* WORK TO COMPLETE
Reproduce exactly the lines from the top of the records below through the line holding "candidate rate, and".

* DATASET RECORDS
↓↓↓

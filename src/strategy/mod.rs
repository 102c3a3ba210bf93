//! Strategy oracle: entry/exit signals and built-in sell rules.
//!
//! The lifecycle controller treats the strategy as opaque. It asks for
//! signals, asks whether a trade should be sold at a candidate rate, and
//! honors pair locks. Shared collaborators are handed over explicitly in a
//! `StrategyContext` on every call.

mod exit_rules;
mod sample;

pub use exit_rules::ExitRules;
pub use sample::SmaCrossStrategy;

use std::collections::HashMap;
use std::sync::{Arc, Mutex};

use async_trait::async_trait;
use chrono::{DateTime, TimeZone, Utc};
use rust_decimal::Decimal;
use tracing::{debug, warn};

use crate::config::{timeframe_to_duration, OrderTimeInForce, OrderTypes};
use crate::data::DataProvider;
use crate::models::{Balance, Candle, SellReason, Trade};

/// Entry/exit signal for the latest candle.
#[derive(Debug, Clone, Copy, Default, PartialEq, Eq)]
pub struct Signal {
    pub buy: bool,
    pub sell: bool,
}

/// Outcome of the sell rules for one candidate rate.
#[derive(Debug, Clone, Copy, PartialEq, Eq)]
pub struct SellCheck {
    pub sell_flag: bool,
    pub sell_type: Option<SellReason>,
}

impl SellCheck {
    pub fn none() -> Self {
        Self {
            sell_flag: false,
            sell_type: None,
        }
    }

    pub fn sell(reason: SellReason) -> Self {
        Self {
            sell_flag: true,
            sell_type: Some(reason),
        }
    }
}

/// Collaborators a strategy may consult while evaluating.
#[derive(Clone)]
pub struct StrategyContext {
    pub data: Arc<dyn DataProvider>,
    pub balances: HashMap<String, Balance>,
}

/// Pairs temporarily barred from new entries.
#[derive(Default)]
pub struct PairLocks {
    locks: Mutex<HashMap<String, DateTime<Utc>>>,
}

impl PairLocks {
    pub fn new() -> Self {
        Self::default()
    }

    /// Bar `pair` from entries until `until`. An earlier lock never shortens
    /// a later one.
    pub fn lock(&self, pair: &str, until: DateTime<Utc>) {
        match self.locks.lock() {
            Ok(mut locks) => {
                let entry = locks.entry(pair.to_string()).or_insert(until);
                if *entry < until {
                    *entry = until;
                }
                debug!(pair = %pair, until = %until, "Pair locked");
            }
            Err(_) => warn!(pair = %pair, "Pair lock table poisoned"),
        }
    }

    pub fn is_locked(&self, pair: &str, now: DateTime<Utc>) -> bool {
        match self.locks.lock() {
            Ok(mut locks) => match locks.get(pair) {
                Some(until) if *until > now => true,
                Some(_) => {
                    locks.remove(pair);
                    false
                }
                None => false,
            },
            Err(_) => false,
        }
    }
}

/// Open time of the candle after the one containing `now`.
pub fn next_candle_open(timeframe: &str, now: DateTime<Utc>) -> DateTime<Utc> {
    let step = timeframe_to_duration(timeframe).num_seconds().max(1);
    let next = (now.timestamp() / step + 1) * step;
    Utc.timestamp_opt(next, 0).single().unwrap_or(now)
}

/// Decision oracle used by the lifecycle controller.
#[async_trait]
pub trait StrategyOracle: Send + Sync {
    fn name(&self) -> &str;

    fn timeframe(&self) -> &str;

    /// Stoploss as a negative fraction of the entry price
    fn stoploss(&self) -> Decimal;

    fn order_types(&self) -> &OrderTypes;

    fn time_in_force(&self) -> &OrderTimeInForce;

    fn trailing_stop(&self) -> bool;

    /// Extra (pair, timeframe) combinations the strategy wants refreshed.
    fn informative_pairs(&self) -> Vec<(String, String)> {
        Vec::new()
    }

    /// Buy/sell signal for the latest candle of `pair`.
    async fn get_signal(
        &self,
        pair: &str,
        timeframe: &str,
        candles: &[Candle],
        ctx: &StrategyContext,
    ) -> Signal;

    /// Run the sell rules for `trade` at `rate`. May move the trade's stop.
    ///
    /// A non-zero `force_stoploss` replaces the configured stoploss.
    fn should_sell(
        &self,
        trade: &mut Trade,
        rate: Decimal,
        now: DateTime<Utc>,
        buy: bool,
        sell: bool,
        force_stoploss: Decimal,
    ) -> SellCheck;

    fn pair_locks(&self) -> &PairLocks;

    fn is_pair_locked(&self, pair: &str) -> bool {
        self.pair_locks().is_locked(pair, Utc::now())
    }

    fn lock_pair(&self, pair: &str, until: DateTime<Utc>) {
        self.pair_locks().lock(pair, until)
    }
}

↑↑↑

* ANSWER TO THIS PROBLEM
filename src/strategy/mod.rs
repository 102c3a3ba210bf93
//! Strategy oracle: entry/exit signals and built-in sell rules.
//!
//! The lifecycle controller treats the strategy as opaque. It asks for
//! signals, asks whether a trade should be sold at a candidate rate, and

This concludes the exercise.